▸ What is required: Every line of the material below that holds the string "stmt" should be copied.
• • •
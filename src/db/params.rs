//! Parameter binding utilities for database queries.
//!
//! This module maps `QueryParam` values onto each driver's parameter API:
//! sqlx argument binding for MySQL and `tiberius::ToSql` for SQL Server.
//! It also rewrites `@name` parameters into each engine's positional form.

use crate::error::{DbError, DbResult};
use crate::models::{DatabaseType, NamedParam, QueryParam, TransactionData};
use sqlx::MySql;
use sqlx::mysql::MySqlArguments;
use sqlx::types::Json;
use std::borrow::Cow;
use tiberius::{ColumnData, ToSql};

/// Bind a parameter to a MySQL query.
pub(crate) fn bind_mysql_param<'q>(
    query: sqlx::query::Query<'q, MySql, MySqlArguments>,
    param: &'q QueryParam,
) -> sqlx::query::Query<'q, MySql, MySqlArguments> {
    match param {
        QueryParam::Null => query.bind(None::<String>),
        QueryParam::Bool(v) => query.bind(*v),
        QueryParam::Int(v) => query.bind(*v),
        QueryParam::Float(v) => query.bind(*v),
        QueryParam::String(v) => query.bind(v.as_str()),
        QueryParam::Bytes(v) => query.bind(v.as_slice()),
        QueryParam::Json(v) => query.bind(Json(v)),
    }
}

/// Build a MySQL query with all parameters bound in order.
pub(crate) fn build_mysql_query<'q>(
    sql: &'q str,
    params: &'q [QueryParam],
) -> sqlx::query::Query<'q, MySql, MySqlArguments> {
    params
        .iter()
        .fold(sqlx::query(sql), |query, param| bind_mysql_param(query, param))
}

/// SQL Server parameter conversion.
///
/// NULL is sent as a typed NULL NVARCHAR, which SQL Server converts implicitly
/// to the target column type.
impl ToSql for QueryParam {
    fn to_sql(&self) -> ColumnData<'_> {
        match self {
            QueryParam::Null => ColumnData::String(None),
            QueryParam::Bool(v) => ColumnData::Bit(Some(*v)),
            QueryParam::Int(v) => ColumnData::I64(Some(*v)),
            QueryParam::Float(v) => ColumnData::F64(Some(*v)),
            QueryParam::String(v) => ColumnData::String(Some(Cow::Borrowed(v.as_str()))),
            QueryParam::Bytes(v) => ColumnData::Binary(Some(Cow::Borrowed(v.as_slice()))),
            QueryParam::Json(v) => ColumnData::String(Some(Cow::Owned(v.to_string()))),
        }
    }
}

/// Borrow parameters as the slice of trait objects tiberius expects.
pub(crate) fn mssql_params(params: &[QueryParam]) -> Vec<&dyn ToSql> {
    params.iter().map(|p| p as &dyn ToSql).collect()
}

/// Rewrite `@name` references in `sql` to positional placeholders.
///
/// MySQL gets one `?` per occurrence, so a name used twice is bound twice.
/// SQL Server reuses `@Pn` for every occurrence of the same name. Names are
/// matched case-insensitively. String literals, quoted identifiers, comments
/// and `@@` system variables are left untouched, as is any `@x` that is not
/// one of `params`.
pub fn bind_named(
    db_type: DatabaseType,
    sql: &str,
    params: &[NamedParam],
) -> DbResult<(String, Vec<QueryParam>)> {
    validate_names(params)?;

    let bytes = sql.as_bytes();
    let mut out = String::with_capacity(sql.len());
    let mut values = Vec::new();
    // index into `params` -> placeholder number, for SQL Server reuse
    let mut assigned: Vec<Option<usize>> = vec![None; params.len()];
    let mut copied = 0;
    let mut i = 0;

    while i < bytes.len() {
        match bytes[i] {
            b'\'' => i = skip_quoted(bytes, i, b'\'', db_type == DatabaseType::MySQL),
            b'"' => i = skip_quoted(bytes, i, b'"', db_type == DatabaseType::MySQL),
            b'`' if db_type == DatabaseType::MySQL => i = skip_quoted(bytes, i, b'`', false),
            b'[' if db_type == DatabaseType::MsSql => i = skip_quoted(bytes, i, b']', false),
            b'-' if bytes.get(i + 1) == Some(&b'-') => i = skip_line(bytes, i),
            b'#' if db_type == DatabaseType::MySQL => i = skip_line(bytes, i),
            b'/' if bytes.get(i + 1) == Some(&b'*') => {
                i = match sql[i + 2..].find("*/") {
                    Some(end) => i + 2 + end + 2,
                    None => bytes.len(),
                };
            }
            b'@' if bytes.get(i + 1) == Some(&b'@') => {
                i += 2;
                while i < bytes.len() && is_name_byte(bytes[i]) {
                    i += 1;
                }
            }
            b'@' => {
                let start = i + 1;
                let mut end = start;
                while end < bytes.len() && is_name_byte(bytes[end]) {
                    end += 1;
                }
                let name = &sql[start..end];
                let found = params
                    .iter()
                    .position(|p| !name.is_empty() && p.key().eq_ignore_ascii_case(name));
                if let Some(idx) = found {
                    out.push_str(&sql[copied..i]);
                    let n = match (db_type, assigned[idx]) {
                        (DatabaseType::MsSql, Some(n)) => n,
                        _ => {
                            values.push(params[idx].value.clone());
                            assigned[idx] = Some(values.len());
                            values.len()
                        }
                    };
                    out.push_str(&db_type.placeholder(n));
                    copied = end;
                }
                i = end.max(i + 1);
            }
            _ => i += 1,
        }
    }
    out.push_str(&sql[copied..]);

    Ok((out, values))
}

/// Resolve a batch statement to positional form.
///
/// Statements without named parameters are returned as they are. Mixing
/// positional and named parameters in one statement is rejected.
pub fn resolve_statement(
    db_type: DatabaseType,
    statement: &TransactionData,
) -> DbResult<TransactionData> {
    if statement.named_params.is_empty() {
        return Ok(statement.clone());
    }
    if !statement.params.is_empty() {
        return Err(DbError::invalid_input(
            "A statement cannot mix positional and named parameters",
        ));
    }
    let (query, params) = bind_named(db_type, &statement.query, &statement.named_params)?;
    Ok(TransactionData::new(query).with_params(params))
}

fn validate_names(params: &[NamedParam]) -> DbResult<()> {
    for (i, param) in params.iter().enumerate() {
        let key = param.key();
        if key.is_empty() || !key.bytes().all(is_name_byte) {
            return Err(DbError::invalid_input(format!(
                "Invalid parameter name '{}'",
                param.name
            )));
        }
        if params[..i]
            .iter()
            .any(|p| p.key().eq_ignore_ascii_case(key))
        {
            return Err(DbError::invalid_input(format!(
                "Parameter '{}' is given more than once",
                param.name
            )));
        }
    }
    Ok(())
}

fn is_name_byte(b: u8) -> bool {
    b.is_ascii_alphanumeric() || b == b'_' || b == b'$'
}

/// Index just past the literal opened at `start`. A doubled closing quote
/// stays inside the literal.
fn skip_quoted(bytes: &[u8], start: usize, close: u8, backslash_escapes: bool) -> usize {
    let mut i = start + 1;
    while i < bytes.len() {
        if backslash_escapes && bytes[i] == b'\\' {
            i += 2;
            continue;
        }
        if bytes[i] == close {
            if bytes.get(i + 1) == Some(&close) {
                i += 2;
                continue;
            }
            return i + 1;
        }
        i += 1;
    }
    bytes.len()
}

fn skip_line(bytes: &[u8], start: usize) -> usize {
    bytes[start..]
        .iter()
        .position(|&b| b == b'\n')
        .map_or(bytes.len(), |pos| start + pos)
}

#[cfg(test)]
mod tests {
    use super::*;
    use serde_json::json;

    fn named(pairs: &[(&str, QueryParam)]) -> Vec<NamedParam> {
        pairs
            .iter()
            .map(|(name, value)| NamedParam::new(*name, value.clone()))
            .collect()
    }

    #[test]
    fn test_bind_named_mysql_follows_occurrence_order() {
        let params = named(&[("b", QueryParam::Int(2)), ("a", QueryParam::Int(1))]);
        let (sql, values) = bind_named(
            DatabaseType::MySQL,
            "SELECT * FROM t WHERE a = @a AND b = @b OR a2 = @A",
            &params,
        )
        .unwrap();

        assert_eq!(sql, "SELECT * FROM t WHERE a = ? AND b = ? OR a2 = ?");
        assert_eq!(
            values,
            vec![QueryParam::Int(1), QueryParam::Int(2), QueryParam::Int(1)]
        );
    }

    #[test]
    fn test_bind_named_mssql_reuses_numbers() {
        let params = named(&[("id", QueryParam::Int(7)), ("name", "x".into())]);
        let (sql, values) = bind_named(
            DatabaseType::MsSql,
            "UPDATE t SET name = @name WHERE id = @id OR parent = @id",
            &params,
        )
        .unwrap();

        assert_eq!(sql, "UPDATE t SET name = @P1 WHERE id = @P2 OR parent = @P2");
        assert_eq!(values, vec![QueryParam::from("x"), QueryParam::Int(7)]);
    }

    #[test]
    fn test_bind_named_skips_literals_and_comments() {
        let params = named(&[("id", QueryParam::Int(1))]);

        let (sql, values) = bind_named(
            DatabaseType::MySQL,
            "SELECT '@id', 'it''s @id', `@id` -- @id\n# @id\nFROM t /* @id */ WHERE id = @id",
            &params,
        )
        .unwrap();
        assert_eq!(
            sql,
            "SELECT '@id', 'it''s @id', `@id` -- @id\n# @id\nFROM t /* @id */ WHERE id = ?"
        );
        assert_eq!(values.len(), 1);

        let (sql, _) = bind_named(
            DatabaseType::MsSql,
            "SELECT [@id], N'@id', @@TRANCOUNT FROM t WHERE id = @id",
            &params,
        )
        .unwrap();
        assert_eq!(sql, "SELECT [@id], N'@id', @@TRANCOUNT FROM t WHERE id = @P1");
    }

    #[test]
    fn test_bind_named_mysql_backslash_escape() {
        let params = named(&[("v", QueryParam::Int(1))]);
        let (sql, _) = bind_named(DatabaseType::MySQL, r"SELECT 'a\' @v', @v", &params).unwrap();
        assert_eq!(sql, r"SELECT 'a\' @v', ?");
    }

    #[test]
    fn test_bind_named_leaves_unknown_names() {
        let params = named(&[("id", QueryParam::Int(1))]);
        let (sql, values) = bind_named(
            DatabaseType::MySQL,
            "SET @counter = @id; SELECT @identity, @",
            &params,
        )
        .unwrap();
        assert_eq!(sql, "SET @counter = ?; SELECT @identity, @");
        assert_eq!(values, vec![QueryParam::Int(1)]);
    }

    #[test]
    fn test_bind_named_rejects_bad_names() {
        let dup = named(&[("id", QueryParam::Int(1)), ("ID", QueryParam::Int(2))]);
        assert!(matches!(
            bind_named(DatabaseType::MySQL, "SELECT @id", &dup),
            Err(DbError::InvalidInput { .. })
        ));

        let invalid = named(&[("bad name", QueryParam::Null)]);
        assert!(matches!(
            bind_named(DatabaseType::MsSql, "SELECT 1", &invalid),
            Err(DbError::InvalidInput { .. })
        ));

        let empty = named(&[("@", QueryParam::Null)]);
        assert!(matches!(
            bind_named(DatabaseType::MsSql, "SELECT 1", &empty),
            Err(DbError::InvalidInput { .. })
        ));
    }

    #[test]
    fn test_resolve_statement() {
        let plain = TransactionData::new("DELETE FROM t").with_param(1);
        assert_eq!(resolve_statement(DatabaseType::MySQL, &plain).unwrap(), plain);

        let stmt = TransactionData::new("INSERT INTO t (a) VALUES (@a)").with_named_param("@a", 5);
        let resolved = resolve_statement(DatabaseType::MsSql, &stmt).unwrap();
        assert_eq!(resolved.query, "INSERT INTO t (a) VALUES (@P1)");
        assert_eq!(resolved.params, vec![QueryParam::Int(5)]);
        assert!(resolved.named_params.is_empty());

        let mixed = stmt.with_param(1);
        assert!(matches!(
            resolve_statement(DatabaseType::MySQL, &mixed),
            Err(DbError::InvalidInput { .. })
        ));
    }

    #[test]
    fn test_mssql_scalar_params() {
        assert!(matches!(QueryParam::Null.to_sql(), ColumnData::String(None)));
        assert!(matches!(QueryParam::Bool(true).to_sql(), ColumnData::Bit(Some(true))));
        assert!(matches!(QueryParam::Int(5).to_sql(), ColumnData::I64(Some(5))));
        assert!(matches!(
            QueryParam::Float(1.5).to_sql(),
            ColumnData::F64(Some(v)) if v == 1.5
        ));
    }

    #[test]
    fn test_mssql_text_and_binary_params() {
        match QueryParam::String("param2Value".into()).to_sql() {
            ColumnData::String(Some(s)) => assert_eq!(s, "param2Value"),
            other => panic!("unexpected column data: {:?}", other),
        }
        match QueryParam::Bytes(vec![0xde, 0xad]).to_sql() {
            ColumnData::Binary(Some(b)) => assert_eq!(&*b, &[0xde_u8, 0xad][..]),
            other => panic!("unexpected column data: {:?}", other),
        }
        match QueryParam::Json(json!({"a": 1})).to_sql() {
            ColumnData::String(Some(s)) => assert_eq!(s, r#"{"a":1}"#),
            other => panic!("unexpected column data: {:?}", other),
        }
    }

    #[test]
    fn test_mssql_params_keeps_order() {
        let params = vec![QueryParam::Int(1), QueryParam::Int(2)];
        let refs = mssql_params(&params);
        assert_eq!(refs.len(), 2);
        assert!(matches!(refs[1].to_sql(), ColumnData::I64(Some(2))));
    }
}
• • •
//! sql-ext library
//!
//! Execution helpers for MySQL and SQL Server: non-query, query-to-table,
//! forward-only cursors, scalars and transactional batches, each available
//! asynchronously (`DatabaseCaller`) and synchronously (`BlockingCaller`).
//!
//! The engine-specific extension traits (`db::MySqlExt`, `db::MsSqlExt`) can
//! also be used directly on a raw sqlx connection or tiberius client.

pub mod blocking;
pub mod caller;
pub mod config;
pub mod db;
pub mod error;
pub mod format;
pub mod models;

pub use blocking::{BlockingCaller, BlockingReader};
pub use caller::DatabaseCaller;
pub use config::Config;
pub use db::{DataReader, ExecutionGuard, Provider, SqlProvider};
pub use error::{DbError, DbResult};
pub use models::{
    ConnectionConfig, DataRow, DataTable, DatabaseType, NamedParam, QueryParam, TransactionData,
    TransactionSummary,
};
• • •
▸ Exercise answer:
        let stmt = TransactionData::new("INSERT INTO t (a) VALUES (@a)").with_named_param("@a", 5);
        let resolved = resolve_statement(DatabaseType::MsSql, &stmt).unwrap();
        let mixed = stmt.with_param(1);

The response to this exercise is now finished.